Для русских уроки были ясными, хотя и очень болезненными. Они могли бы побить немцев, будь у них хорошие командиры и вооружение, но и того, и другого недоставало[34]. Первые битвы привели к значительной нехватке военного снаряжения, и эта гигантская недостача только усиливалась вплоть до конца 1915 года, когда ситуация стала улучшаться. Рассказы солдат первого года войны – это рассказы о растущем беспокойстве. Слишком много дней они находились под обстрелом, не имея достаточно боеприпасов, чтобы стрелять в ответ. Слишком мало было ружейных патронов, слишком много солдат оставались без ружей.
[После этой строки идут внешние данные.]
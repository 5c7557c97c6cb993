use axum::{extract::Extension, http::StatusCode, response::Response, routing::post, Json, Router};
use chrono::{DateTime, Utc};
use rand::Rng;
use sea_orm::{DatabaseConnection, TransactionTrait};
use serde::{Deserialize, Serialize};
use std::sync::Arc;
use tracing::{debug, info};
use uuid::Uuid;
use validator::Validate;

use crate::api::validation::PHONE_REGEX;
use crate::config::AppConfig;
use crate::entities::{otp_verification::Purpose, user::Role};
use crate::middleware::auth::generate_token;
use crate::middleware::logging::{to_response, ApiError};
use crate::repository::{
    otp_verification::{self as otp_repo, NewOtp},
    user as user_repo, wishlist as wishlist_repo,
};

pub fn otp_router(db: Arc<DatabaseConnection>, config: Arc<AppConfig>) -> Router {
    Router::new()
        .route("/otp", post(request_otp))
        .route("/otp/verify", post(verify_otp))
        .layer(Extension(db))
        .layer(Extension(config))
}

pub fn generate_code() -> String {
    format!("{:06}", rand::thread_rng().gen_range(0..1_000_000))
}

//ROUTES
async fn request_otp(
    Extension(db): Extension<Arc<DatabaseConnection>>,
    Extension(config): Extension<Arc<AppConfig>>,
    Json(payload): Json<RequestOtp>,
) -> Result<Response, ApiError> {
    payload.validate()?;

    let code = generate_code();
    let otp = otp_repo::insert(
        db.as_ref(),
        NewOtp {
            phone: payload.phone,
            otp_code: code.clone(),
            purpose: payload.purpose.unwrap_or_default(),
            expires_at: Utc::now() + config.otp_ttl(),
        },
    )
    .await?;

    // No SMS gateway is wired in; the code only goes to the debug log.
    debug!(phone = %otp.phone, purpose = ?otp.purpose, code = %code, "Issued OTP");

    Ok(to_response(
        (
            StatusCode::CREATED,
            Json(OtpIssuedResponse {
                message: "OTP sent",
                expires_at: otp.expires_at,
            }),
        ),
        Ok(()),
    ))
}

async fn verify_otp(
    Extension(db): Extension<Arc<DatabaseConnection>>,
    Extension(config): Extension<Arc<AppConfig>>,
    Json(payload): Json<VerifyOtp>,
) -> Result<Response, ApiError> {
    payload.validate()?;
    let purpose = payload.purpose.unwrap_or_default();

    let txn = db
        .begin()
        .await
        .map_err(|_| ApiError::TransactionCreationFailed)?;

    let otp = otp_repo::find_top_by_phone_and_purpose(&txn, &payload.phone, purpose)
        .await?
        .ok_or_else(|| ApiError::NotFound(format!("No OTP was issued for {}", payload.phone)))?;

    if otp.is_verified {
        return Err(ApiError::BadRequest("OTP was already used".into()));
    }
    if otp.is_expired(Utc::now()) {
        return Err(ApiError::Gone("OTP expired".into()));
    }
    if otp.attempts >= config.otp_max_attempts {
        return Err(ApiError::TooManyAttempts(
            "Too many failed attempts, request a new OTP".into(),
        ));
    }
    if otp.otp_code != payload.code {
        otp_repo::record_failed_attempt(&txn, otp.id).await?;
        txn.commit().await?;
        return Err(ApiError::Unauthorized("Invalid OTP".into()));
    }

    if !otp_repo::mark_verified(&txn, otp.id).await? {
        return Err(ApiError::BadRequest("OTP was already used".into()));
    }

    let role = if config.is_admin_phone(&payload.phone) {
        Role::Admin
    } else {
        Role::User
    };
    let user = user_repo::find_or_create_by_phone(&txn, &payload.phone, role).await?;

    if let Some(session_id) = payload.session_id.as_deref() {
        let moved = wishlist_repo::claim_session(&txn, session_id, user.id).await?;
        debug!(user_id = %user.id, moved, "Claimed guest wishlist");
    }

    txn.commit().await?;

    let token = generate_token(user.id, user.role, &config.secret, config.token_ttl())
        .map_err(|err| ApiError::General(err.to_string()))?;
    info!(user_id = %user.id, role = %user.role, "User signed in with OTP");

    Ok(to_response(
        (
            StatusCode::OK,
            Json(TokenResponse {
                token,
                user_id: user.id,
                role: user.role,
            }),
        ),
        Ok(()),
    ))
}

//Struct
#[derive(Deserialize, Validate, Debug)]
struct RequestOtp {
    #[validate(regex(path = *PHONE_REGEX, message = "invalid phone number"))]
    phone: String,
    purpose: Option<Purpose>,
}

#[derive(Deserialize, Validate, Debug)]
struct VerifyOtp {
    #[validate(regex(path = *PHONE_REGEX, message = "invalid phone number"))]
    phone: String,
    #[validate(length(equal = 6))]
    code: String,
    purpose: Option<Purpose>,
    #[validate(length(min = 1, max = 100))]
    session_id: Option<String>,
}

#[derive(Serialize)]
struct OtpIssuedResponse {
    message: &'static str,
    expires_at: DateTime<Utc>,
}

#[derive(Serialize)]
struct TokenResponse {
    token: String,
    user_id: Uuid,
    role: Role,
}

#[cfg(test)]
mod tests {
    use super::*;

    #[test]
    fn codes_are_six_digits() {
        for _ in 0..200 {
            let code = generate_code();
            assert_eq!(code.len(), 6);
            assert!(code.chars().all(|c| c.is_ascii_digit()));
        }
    }
}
Армия сумела преодолеть некоторые из этих трудностей, сражаясь с австро-венгерскими войсками, однако наложение таких факторов, как нехватка снаряжения и плохое руководство очень скоро принесло горькие плоды в Восточной Пруссии. Солдаты 1-й армии, яростно сражавшиеся, чтобы прорваться на эту территорию, и ликовавшие при виде бегущих пруссаков, пришли в негодование, когда ошибки командования вынудили их самих отступать практически без боя. Дни катастрофических, деморализующих поражений на полях сражений придут позднее, в 1915 году. Деннис Шоултер в своей авторитетной работе о сражении под Танненбергом также отмечает, что при мало-мальски пристальном взгляде на ход первых сражений той войны становится ясно, что немцы не имели изначального превосходства. Сами немцы породили нарратив о своем естественном превосходстве как часть мифа о Танненберге, однако боевая мощь русских неизменно впечатляла не только Шоултера, но и немцев, которые им противостояли. Руководство и снабжение – вот те области, где немцы демонстрировали превосходство, а вовсе не в том, как хорошо они стреляли или какую храбрость демонстрировали [Showalter 2004 [1991]].
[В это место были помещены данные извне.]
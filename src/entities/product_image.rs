use sea_orm::entity::prelude::*;
use serde::{Deserialize, Serialize};

#[derive(Clone, Debug, PartialEq, DeriveEntityModel, Serialize)]
#[sea_orm(table_name = "product_images")]
pub struct Model {
    #[sea_orm(primary_key, auto_increment = false)]
    pub id: Uuid,
    #[sea_orm(indexed)]
    pub product_id: Uuid,
    #[sea_orm(column_type = "Text")]
    pub cloudinary_url: String,
    #[sea_orm(column_type = "String(StringLen::N(200))", nullable)]
    pub alt_text: Option<String>,
    pub display_order: i32,
    pub image_type: ImageType,
    pub is_primary: bool,
    pub created_at: DateTimeUtc,
}

#[derive(Copy, Clone, Debug, EnumIter, DeriveRelation)]
pub enum Relation {
    #[sea_orm(
        belongs_to = "super::product::Entity",
        from = "Column::ProductId",
        to = "super::product::Column::Id",
        on_update = "Cascade",
        on_delete = "Cascade"
    )]
    Product,
}

impl Related<super::product::Entity> for Entity {
    fn to() -> RelationDef {
        Relation::Product.def()
    }
}

impl ActiveModelBehavior for ActiveModel {}

#[derive(Clone, Copy, PartialEq, Eq, Debug, EnumIter, DeriveActiveEnum, Serialize, Deserialize)]
#[sea_orm(
    enum_name = "image_type_enum",
    db_type = "String(StringLen::N(20))",
    rs_type = "String"
)]
#[serde(rename_all = "SCREAMING_SNAKE_CASE")]
pub enum ImageType {
    #[sea_orm(string_value = "PRODUCT")]
    Product,
    #[sea_orm(string_value = "THUMBNAIL")]
    Thumbnail,
    #[sea_orm(string_value = "GALLERY")]
    Gallery,
}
Еще один миф, который можно легко развеять, заключается в том, что русские солдаты, привыкшие к низкому уровню жизни, в меньшей степени были выбиты из колеи суровостью и переменчивостью условий походной жизни, чем их более культурные противники. Однако никому не нравятся вши, голод, холод и босые ноги. Русские солдаты жаловались на эти лишения (проявляя стойкость) примерно в той же степени, что и другие участники войны, – едва ли кто бы сказал, что чувствует себя «как дома». Напротив, все свидетельства подчеркивают, насколько изменился образ жизни. Теперь он был обусловлен войной и жизненными неудобствами, но в нем присутствовала особого рода мужская солидарность, перед которой меркли все довоенные ограничения и дисциплинарные меры военного времени. Эта новая форма социального взаимодействия проливает свет на один важный факт из области процесса деколонизации Российской империи во время Первой мировой войны. Война, разрушая традиционные политические и социальные взаимоотношения в империи, в то же время создавала новые формы политики и социального взаимодействия. Это было, конечно, верно и для людей в военной форме, которые энергично создавали сообщество нового типа на фронте – с собственными практиками, нормами и ожиданиями. Некоторые из этих практик наглядно проявляются в военных событиях, о которых рассказывается в этой книге: как люди ведут себя на марше, роют окопы, воруют, едят, убивают и умирают. Ожидание – еще одна практика, влиявшая на армейскую жизнь. Застряв на раскисших полях и в разрушенных городишках фронтовой зоны, солдаты пили, играли в карты, пели и шутили, укрепляя узы связи друг с другом и усугубляя различия между своим сообществом и всем остальным миром.